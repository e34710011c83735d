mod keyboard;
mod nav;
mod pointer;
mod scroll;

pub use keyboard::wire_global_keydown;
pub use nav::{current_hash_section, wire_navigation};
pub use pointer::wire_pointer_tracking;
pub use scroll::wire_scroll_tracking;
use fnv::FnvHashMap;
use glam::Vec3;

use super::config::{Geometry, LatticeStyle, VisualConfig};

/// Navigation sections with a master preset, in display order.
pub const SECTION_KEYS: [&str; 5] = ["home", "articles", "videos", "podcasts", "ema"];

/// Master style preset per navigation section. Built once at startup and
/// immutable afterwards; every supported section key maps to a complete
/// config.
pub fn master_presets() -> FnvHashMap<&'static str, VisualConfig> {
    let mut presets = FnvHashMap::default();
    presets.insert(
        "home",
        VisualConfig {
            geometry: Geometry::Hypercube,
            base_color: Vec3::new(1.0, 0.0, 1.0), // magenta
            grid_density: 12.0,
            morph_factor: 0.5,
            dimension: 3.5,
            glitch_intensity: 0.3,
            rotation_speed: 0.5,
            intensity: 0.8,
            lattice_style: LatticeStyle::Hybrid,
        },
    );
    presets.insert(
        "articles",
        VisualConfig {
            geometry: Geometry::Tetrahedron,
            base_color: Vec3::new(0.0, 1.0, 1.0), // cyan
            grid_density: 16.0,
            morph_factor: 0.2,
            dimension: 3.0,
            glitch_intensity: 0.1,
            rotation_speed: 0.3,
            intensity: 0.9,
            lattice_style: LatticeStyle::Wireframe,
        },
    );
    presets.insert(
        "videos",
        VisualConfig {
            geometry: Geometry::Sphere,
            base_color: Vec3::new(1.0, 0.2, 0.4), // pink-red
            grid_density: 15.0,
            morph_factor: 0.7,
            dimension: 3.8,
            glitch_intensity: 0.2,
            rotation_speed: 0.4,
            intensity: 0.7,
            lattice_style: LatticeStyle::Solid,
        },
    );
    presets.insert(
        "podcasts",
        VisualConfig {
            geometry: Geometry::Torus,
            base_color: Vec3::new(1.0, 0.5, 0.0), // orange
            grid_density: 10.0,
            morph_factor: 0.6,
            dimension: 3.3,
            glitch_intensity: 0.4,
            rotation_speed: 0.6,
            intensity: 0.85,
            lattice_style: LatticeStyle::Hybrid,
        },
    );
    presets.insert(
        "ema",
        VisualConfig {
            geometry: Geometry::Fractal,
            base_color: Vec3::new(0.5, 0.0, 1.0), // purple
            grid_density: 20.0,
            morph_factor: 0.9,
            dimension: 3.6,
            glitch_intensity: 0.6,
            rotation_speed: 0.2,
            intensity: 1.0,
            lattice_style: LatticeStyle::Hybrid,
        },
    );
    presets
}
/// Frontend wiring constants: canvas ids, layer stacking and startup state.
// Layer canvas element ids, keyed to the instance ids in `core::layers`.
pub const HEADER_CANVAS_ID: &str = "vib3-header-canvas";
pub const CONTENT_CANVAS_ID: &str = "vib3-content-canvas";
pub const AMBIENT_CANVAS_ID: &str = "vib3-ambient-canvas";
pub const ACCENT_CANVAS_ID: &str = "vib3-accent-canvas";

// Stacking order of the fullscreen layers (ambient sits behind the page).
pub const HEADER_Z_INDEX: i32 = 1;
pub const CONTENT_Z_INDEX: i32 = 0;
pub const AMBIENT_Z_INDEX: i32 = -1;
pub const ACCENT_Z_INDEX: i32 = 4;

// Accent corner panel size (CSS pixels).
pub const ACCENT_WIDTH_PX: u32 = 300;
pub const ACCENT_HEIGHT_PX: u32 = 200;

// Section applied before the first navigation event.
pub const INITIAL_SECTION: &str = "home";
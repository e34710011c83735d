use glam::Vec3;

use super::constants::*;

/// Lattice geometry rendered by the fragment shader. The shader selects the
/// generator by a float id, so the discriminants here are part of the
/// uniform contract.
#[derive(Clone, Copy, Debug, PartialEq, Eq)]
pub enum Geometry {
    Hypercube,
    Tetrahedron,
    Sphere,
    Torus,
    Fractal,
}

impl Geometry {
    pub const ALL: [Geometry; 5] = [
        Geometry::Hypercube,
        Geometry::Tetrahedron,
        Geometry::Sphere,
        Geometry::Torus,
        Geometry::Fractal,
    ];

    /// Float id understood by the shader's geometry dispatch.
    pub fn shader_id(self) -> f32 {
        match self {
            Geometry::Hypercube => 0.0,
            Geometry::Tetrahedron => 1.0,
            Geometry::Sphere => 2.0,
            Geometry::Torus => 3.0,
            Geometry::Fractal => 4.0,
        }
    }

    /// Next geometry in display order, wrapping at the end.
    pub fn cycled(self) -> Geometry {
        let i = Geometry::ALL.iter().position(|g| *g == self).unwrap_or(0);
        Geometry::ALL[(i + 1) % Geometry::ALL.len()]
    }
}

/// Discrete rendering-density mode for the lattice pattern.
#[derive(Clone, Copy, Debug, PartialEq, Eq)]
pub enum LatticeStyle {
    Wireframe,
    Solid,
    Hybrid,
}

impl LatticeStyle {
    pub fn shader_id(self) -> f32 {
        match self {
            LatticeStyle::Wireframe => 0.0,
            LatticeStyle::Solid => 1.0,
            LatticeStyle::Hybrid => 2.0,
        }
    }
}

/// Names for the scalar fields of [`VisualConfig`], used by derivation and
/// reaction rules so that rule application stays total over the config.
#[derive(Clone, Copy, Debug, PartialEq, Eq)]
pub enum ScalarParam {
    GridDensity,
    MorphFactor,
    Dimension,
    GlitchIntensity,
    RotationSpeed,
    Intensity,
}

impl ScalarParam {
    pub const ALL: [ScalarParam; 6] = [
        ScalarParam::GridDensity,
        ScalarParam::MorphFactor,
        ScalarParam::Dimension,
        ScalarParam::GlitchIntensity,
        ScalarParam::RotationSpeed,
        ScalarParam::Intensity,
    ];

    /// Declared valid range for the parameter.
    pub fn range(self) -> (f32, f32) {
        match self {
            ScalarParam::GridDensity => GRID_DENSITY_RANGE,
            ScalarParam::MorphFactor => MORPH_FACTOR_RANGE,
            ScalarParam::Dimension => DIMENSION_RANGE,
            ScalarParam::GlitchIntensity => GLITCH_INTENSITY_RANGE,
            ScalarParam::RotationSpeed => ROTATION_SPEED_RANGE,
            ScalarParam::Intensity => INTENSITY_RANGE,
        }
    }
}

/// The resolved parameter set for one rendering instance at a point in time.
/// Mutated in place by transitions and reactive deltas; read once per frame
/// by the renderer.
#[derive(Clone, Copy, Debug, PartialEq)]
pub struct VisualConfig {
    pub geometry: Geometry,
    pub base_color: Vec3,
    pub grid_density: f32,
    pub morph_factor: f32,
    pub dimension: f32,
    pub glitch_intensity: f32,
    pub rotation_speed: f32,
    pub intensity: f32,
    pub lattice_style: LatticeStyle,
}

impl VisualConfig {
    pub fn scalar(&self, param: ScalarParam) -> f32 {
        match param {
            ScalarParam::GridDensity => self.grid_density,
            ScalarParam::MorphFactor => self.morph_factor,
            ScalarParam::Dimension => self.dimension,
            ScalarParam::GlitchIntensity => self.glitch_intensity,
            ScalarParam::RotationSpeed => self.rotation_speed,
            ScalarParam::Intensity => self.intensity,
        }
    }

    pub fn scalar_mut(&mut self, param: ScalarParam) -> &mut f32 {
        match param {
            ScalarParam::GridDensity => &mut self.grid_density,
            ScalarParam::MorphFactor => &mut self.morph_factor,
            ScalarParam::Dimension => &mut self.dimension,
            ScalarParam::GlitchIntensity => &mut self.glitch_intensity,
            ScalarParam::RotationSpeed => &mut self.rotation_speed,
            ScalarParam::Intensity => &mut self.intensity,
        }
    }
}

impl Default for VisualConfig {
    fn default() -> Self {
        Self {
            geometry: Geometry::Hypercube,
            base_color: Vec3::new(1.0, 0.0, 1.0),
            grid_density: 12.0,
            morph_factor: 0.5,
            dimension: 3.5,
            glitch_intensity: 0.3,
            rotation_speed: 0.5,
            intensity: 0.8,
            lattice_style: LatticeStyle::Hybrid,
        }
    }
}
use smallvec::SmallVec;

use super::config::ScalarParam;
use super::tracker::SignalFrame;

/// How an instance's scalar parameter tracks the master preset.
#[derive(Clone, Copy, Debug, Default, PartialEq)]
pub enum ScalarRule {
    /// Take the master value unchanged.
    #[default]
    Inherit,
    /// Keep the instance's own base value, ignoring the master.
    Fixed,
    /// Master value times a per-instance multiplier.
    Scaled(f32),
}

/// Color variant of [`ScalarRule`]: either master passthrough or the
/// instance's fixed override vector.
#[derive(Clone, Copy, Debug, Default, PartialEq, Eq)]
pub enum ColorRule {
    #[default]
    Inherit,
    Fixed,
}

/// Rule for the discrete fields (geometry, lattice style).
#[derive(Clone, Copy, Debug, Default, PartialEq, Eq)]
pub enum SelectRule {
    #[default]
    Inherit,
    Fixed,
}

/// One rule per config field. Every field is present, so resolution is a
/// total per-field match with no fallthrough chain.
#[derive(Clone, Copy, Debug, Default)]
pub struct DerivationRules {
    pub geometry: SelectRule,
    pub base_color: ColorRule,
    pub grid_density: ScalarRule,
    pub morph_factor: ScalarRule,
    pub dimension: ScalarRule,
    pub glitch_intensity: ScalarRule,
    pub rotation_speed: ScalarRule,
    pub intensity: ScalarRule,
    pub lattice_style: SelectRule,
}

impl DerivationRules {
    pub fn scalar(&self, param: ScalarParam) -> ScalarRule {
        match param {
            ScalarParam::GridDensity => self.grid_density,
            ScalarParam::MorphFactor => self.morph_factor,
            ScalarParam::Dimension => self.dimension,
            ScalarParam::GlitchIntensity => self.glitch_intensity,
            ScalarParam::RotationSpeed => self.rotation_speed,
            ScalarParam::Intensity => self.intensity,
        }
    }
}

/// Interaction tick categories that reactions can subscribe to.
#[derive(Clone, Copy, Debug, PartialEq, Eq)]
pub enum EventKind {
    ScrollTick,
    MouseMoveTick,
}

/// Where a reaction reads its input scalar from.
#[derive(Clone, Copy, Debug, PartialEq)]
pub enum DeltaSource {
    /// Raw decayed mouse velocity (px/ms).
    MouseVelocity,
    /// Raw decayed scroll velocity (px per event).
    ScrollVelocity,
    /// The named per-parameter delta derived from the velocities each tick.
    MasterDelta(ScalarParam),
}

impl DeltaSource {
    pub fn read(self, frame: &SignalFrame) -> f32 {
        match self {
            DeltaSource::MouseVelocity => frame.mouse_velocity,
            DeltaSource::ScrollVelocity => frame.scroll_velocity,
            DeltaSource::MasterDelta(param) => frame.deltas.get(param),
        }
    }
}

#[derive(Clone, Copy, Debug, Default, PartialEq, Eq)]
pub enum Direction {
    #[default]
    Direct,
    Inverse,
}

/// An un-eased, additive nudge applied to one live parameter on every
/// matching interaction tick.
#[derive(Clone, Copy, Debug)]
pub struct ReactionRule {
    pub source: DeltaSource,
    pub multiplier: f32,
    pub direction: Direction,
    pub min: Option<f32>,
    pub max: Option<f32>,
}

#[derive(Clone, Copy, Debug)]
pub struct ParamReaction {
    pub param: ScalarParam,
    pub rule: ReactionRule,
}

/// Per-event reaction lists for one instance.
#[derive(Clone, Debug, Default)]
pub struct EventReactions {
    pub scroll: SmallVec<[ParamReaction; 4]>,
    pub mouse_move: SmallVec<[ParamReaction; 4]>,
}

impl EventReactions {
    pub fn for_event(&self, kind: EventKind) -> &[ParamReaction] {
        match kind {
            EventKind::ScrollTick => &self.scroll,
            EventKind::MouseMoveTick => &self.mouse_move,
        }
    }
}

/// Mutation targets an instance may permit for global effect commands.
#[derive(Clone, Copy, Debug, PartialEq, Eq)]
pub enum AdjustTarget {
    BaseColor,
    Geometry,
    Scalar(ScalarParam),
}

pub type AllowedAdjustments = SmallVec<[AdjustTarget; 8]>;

□ □ □ □ □ □ □

*What to do*. Copy every line from the records above that contains the word "Torus".

*Answer for this exercise*.
            geometry: Geometry::Torus,
    Torus,
        Geometry::Torus,
            Geometry::Torus => 3.0,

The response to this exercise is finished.